(Source records)

//! Error types for the fiction runtime.

use thiserror::Error;

/// Result type for fiction operations.
pub type CommandResult<T> = Result<T, CommandError>;

/// A command the player issued could not be carried out.
///
/// Every variant is recoverable: the session reports the message and the
/// world state stays exactly as it was before the command.
#[derive(Debug, Clone, PartialEq, Eq, Error)]
pub enum CommandError {
    /// The input did not match any known verb.
    #[error("I don't understand that command.")]
    UnknownCommand(String),

    /// A verb was given without the object it needs.
    #[error("{0}")]
    Incomplete(String),

    /// No visible entity answers to the phrase.
    #[error("You don't see any \"{phrase}\" here.{}", did_you_mean(.suggestion))]
    NotFound {
        /// What the player typed.
        phrase: String,
        /// A close name among the visible entities.
        suggestion: Option<String>,
    },

    /// The item exists but is somewhere else.
    #[error("The {0} isn't here.")]
    NotPresent(String),

    /// The player already holds the item.
    #[error("You already have the {0}.")]
    AlreadyCarrying(String),

    /// The item is not in the inventory.
    #[error("You're not carrying the {0}.")]
    NotCarrying(String),

    /// The item is scenery.
    #[error("The {0} is not something you can carry.")]
    NotMovable(String),

    /// The current scene has no exit by that name.
    #[error("You can't go {0}.")]
    NoExit(String),

    /// The exit is gated; the payload is the message shown.
    #[error("{0}")]
    Gated(String),

    /// A used item has nothing to do on its own.
    #[error("You can't use the {0} by itself.")]
    CannotUse(String),

    /// No interaction rule covers the pair.
    #[error("You can't use the {item} with the {target}.")]
    CannotUseWith {
        /// The item being used.
        item: String,
        /// The target.
        target: String,
    },

    /// The target is already open.
    #[error("The {0} isn't locked.")]
    NotLocked(String),

    /// The key belongs to another lock.
    #[error("The {key} doesn't fit the lock of the {target}.")]
    WrongKey {
        /// The key used.
        key: String,
        /// The locked item.
        target: String,
    },

    /// The container is locked.
    #[error("The {0} is locked.")]
    Locked(String),

    /// No inventory item helps with lockpicking.
    #[error("You need lockpicking tools for that.")]
    NoLockpick,

    /// The target has no pickable lock.
    #[error("You can't pick the lock of the {0}.")]
    NotLockable(String),

    /// No recipe exists for the pair.
    #[error("The {first} and the {second} cannot be combined.")]
    CannotCombine {
        /// First ingredient.
        first: String,
        /// Second ingredient.
        second: String,
    },

    /// The recipe result is already somewhere in the world.
    #[error("The {0} has already been made.")]
    AlreadyMade(String),

    /// The character has no dialogue.
    #[error("{0} has nothing to say.")]
    NoDialogue(String),

    /// Nobody is around to receive an item.
    #[error("There is no one here to give that to.")]
    NoRecipient,

    /// The character refuses the item.
    #[error("{character} doesn't want the {item}.")]
    NotAccepted {
        /// The character.
        character: String,
        /// The item offered.
        item: String,
    },

    /// A dialogue choice needs a story flag the player has not earned.
    #[error("That response isn't available.")]
    Unavailable(String),

    /// A dialogue choice hands over an item the speaker no longer holds.
    #[error("{character} no longer has the {item}.")]
    NotHeld {
        /// The speaker.
        character: String,
        /// The item promised.
        item: String,
    },

    /// A dialogue choice takes an item the player does not have.
    #[error("You don't have the {0}.")]
    LacksItem(String),

    /// The answer to a pending question is not one of the options.
    #[error("\"{0}\" is not one of the choices.")]
    InvalidChoice(String),

    /// Nothing is waiting for an answer.
    #[error("There is nothing to cancel.")]
    NothingPending,

    /// The world cannot host a session (missing scene or dangling data).
    #[error("broken world: {0}")]
    BrokenWorld(String),
}

fn did_you_mean(suggestion: &Option<String>) -> String {
    match suggestion {
        Some(name) => format!(" Did you mean the {name}?"),
        None => String::new(),
    }
}

#[cfg(test)]
mod tests {
    use super::*;

    #[test]
    fn not_found_mentions_suggestion() {
        let err = CommandError::NotFound {
            phrase: "lamb".to_string(),
            suggestion: Some("lamp".to_string()),
        };
        assert_eq!(
            err.to_string(),
            "You don't see any \"lamb\" here. Did you mean the lamp?"
        );

        let err = CommandError::NotFound {
            phrase: "ghost".to_string(),
            suggestion: None,
        };
        assert_eq!(err.to_string(), "You don't see any \"ghost\" here.");
    }

    #[test]
    fn messages_are_single_lines() {
        let errors = [
            CommandError::UnknownCommand("dance".to_string()),
            CommandError::NotLocked("chest".to_string()),
            CommandError::NoLockpick,
            CommandError::CannotCombine {
                first: "rag".to_string(),
                second: "key".to_string(),
            },
        ];
        for err in errors {
            assert!(!err.to_string().contains('\n'));
        }
    }
}
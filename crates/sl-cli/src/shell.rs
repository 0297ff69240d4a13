//! The line-oriented play loop.

use std::io::{self, BufRead, Write};

use colored::Colorize;
use sl_fiction::{Prompt, Reply, Session};

/// Play until the player quits or input runs out.
pub fn run<R: BufRead, W: Write>(mut session: Session, input: R, mut out: W) -> io::Result<()> {
    let intro = session.intro();
    let (title, rest) = intro.text.split_once('\n').unwrap_or((intro.text.as_str(), ""));
    writeln!(out, "{}", title.bold().cyan())?;
    writeln!(out, "{rest}")?;
    show_prompt(&mut out, intro.prompt.as_ref())?;

    for line in input.lines() {
        let line = line?;
        let reply = session.process(&line);
        show(&mut out, &reply)?;
        if reply.quit {
            break;
        }
    }
    out.flush()
}

fn show<W: Write>(out: &mut W, reply: &Reply) -> io::Result<()> {
    writeln!(out, "{}", reply.text)?;
    if reply.quit {
        return Ok(());
    }
    show_prompt(out, reply.prompt.as_ref())
}

fn show_prompt<W: Write>(out: &mut W, prompt: Option<&Prompt>) -> io::Result<()> {
    if let Some(prompt) = prompt {
        writeln!(out, "{}", prompt.question.yellow())?;
        for (i, option) in prompt.options.iter().enumerate() {
            writeln!(out, "  {}. {option}", (i + 1).to_string().dimmed())?;
        }
    }
    write!(out, "{} ", ">".bold())?;
    out.flush()
}
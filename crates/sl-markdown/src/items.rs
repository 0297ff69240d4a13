//! The `Items` subsection and the `## Items` catalog.

use crate::diagnostics::{Origin, Sink};
use crate::draft::{ItemDraft, Property};
use crate::outline::strip_prefix_ci;
use crate::source::{Line, strip_bullet};
use crate::value::{decode_value, split_property};

/// Parse a list of items with their properties and nested contents.
pub(crate) fn parse_items(body: &[Line<'_>], sink: &mut Sink) -> Vec<ItemDraft> {
    let Some(base) = body
        .iter()
        .filter(|l| l.heading(4).is_none())
        .map(|l| l.indent)
        .min()
    else {
        return Vec::new();
    };

    let mut items: Vec<ItemDraft> = Vec::new();
    let mut nested_indent: Option<usize> = None;

    for line in body {
        if let Some(name) = line.heading(4) {
            match items.last_mut() {
                Some(parent) => {
                    if let Some(child) = parse_item_line(name, sink.origin(line)) {
                        attach_nested(parent, child, line, sink);
                        nested_indent = Some(line.indent);
                    }
                }
                None => sink.warning(line, format!("nested item `{name}` has no parent item")),
            }
            continue;
        }

        let text = strip_bullet(line.text);
        if line.indent <= base {
            nested_indent = None;
            match parse_item_line(text, sink.origin(line)) {
                Some(item) => items.push(item),
                None => sink.error(line, "item line has no name"),
            }
            continue;
        }

        let Some(current) = items.last_mut() else {
            sink.warning(line, "indented line does not belong to any item");
            continue;
        };

        let in_nested = nested_indent.is_some_and(|indent| line.indent > indent);
        if let Some((key, value)) = split_property(text) {
            let property = Property {
                key,
                value: decode_value(value),
                origin: sink.origin(line),
            };
            match current.nested.as_deref_mut().filter(|_| in_nested) {
                Some(child) => child.properties.push(property),
                None => current.properties.push(property),
            }
            continue;
        }

        if in_nested {
            sink.error(
                line,
                format!("`{text}` is nested more than one level deep; containers hold items, not containers"),
            );
            continue;
        }
        match parse_item_line(text, sink.origin(line)) {
            Some(child) => {
                attach_nested(current, child, line, sink);
                nested_indent = Some(line.indent);
            }
            None => sink.error(line, "nested item line has no name"),
        }
    }

    items
}

fn attach_nested(parent: &mut ItemDraft, child: ItemDraft, line: &Line<'_>, sink: &mut Sink) {
    match &parent.nested {
        Some(existing) => sink.error(
            line,
            format!(
                "`{}` already contains `{}`; an item can hold only one other item",
                parent.name, existing.name
            ),
        ),
        None => parent.nested = Some(Box::new(child)),
    }
}

/// Parse `Name (X) ##### Description: text`.
pub(crate) fn parse_item_line(text: &str, origin: Origin) -> Option<ItemDraft> {
    let (head, description) = match text.split_once("#####") {
        Some((head, tail)) => {
            let tail = tail.trim();
            let tail = strip_prefix_ci(tail, "description:").unwrap_or(tail);
            (head, Some(tail.to_string()).filter(|d| !d.is_empty()))
        }
        None => (text, None),
    };

    let (name, movable) = strip_immovable(head);
    if name.is_empty() {
        return None;
    }
    Some(ItemDraft {
        name,
        origin,
        movable,
        description,
        properties: Vec::new(),
        nested: None,
    })
}

fn strip_immovable(head: &str) -> (String, bool) {
    let lower = head.to_ascii_lowercase();
    match lower.find("(x)") {
        Some(at) => {
            let name = format!("{} {}", &head[..at], &head[at + 3..]);
            (collapse(&name), false)
        }
        None => (collapse(head), true),
    }
}

fn collapse(text: &str) -> String {
    text.split_whitespace().collect::<Vec<_>>().join(" ")
}

#[cfg(test)]
mod tests {
    use sl_core::Value;

    use super::*;
    use crate::Diagnostic;
    use crate::source::split_lines;

    fn run(text: &str) -> (Vec<ItemDraft>, Vec<Diagnostic>) {
        let lines = split_lines(text);
        let mut sink = Sink::new(0);
        let items = parse_items(&lines, &mut sink);
        (items, sink.finish())
    }

    #[test]
    fn plain_and_immovable_items() {
        let (items, diags) = run("- Desk (X) ##### Description: A heavy oak desk.\n- Brass Key\n");
        assert!(diags.is_empty());
        assert_eq!(items.len(), 2);
        assert_eq!(items[0].name, "Desk");
        assert!(!items[0].movable);
        assert_eq!(items[0].description.as_deref(), Some("A heavy oak desk."));
        assert!(items[1].movable);
        assert_eq!(items[1].description, None);
    }

    #[test]
    fn properties_and_nesting() {
        let text = "- Desk (X)\n  - Silver Locket\n- Brass Key\n  - type: key\n  - aliases: [\"key\"]\n";
        let (items, diags) = run(text);
        assert!(diags.is_empty());
        assert_eq!(items[0].nested.as_ref().map(|n| n.name.as_str()), Some("Silver Locket"));
        assert_eq!(items[1].properties.len(), 2);
        assert_eq!(items[1].property("type").map(|p| &p.value), Some(&Value::from("key")));
        assert!(items[1].nested.is_none());
    }

    #[test]
    fn heading_style_nesting() {
        let (items, diags) = run("- Chest (X)\n#### Gold Coin\n");
        assert!(diags.is_empty());
        assert_eq!(items.len(), 1);
        assert_eq!(items[0].nested.as_ref().map(|n| n.name.as_str()), Some("Gold Coin"));
    }

    #[test]
    fn nested_properties_go_to_the_child() {
        let text = "- Chest (X)\n  - locked: true\n  - Jewel Box\n    - locked: true\n";
        let (items, diags) = run(text);
        assert!(diags.is_empty());
        assert_eq!(items[0].properties.len(), 1);
        let child = items[0].nested.as_ref().map(|n| n.properties.len());
        assert_eq!(child, Some(1));
    }

    #[test]
    fn second_nested_item_is_an_error() {
        let (items, diags) = run("- Desk (X)\n  - Locket\n  - Pen\n- Lamp\n");
        assert_eq!(diags.len(), 1);
        assert!(diags[0].is_error());
        assert!(diags[0].message.contains("already contains"));
        assert_eq!(items.len(), 2);
    }

    #[test]
    fn deep_nesting_is_an_error() {
        let (_, diags) = run("- Desk (X)\n  - Box\n    - Ring\n");
        assert_eq!(diags.len(), 1);
        assert!(diags[0].message.contains("more than one level"));
    }

    #[test]
    fn orphan_indented_line_warns() {
        let (items, diags) = run("  - Lamp\n- Desk\n");
        assert_eq!(items.len(), 1);
        assert_eq!(diags.len(), 1);
        assert!(!diags[0].is_error());
        let (items, diags) = run("#### Ring\n- Desk\n");
        assert_eq!(items.len(), 1);
        assert!(!diags[0].is_error());
    }
}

(End Source records)

**Work request**
Could you output, exactly and with nothing else, the lines from the start of the records through the line containing "covers the pair."?

**Answer box**
//! Error types for the fiction runtime.

use thiserror::Error;

/// Result type for fiction operations.
pub type CommandResult<T> = Result<T, CommandError>;

/// A command the player issued could not be carried out.
///
/// Every variant is recoverable: the session reports the message and the
/// world state stays exactly as it was before the command.
#[derive(Debug, Clone, PartialEq, Eq, Error)]
pub enum CommandError {
    /// The input did not match any known verb.
    #[error("I don't understand that command.")]
    UnknownCommand(String),

    /// A verb was given without the object it needs.
    #[error("{0}")]
    Incomplete(String),

    /// No visible entity answers to the phrase.
    #[error("You don't see any \"{phrase}\" here.{}", did_you_mean(.suggestion))]
    NotFound {
        /// What the player typed.
        phrase: String,
        /// A close name among the visible entities.
        suggestion: Option<String>,
    },

    /// The item exists but is somewhere else.
    #[error("The {0} isn't here.")]
    NotPresent(String),

    /// The player already holds the item.
    #[error("You already have the {0}.")]
    AlreadyCarrying(String),

    /// The item is not in the inventory.
    #[error("You're not carrying the {0}.")]
    NotCarrying(String),

    /// The item is scenery.
    #[error("The {0} is not something you can carry.")]
    NotMovable(String),

    /// The current scene has no exit by that name.
    #[error("You can't go {0}.")]
    NoExit(String),

    /// The exit is gated; the payload is the message shown.
    #[error("{0}")]
    Gated(String),

    /// A used item has nothing to do on its own.
    #[error("You can't use the {0} by itself.")]
    CannotUse(String),

    /// No interaction rule covers the pair.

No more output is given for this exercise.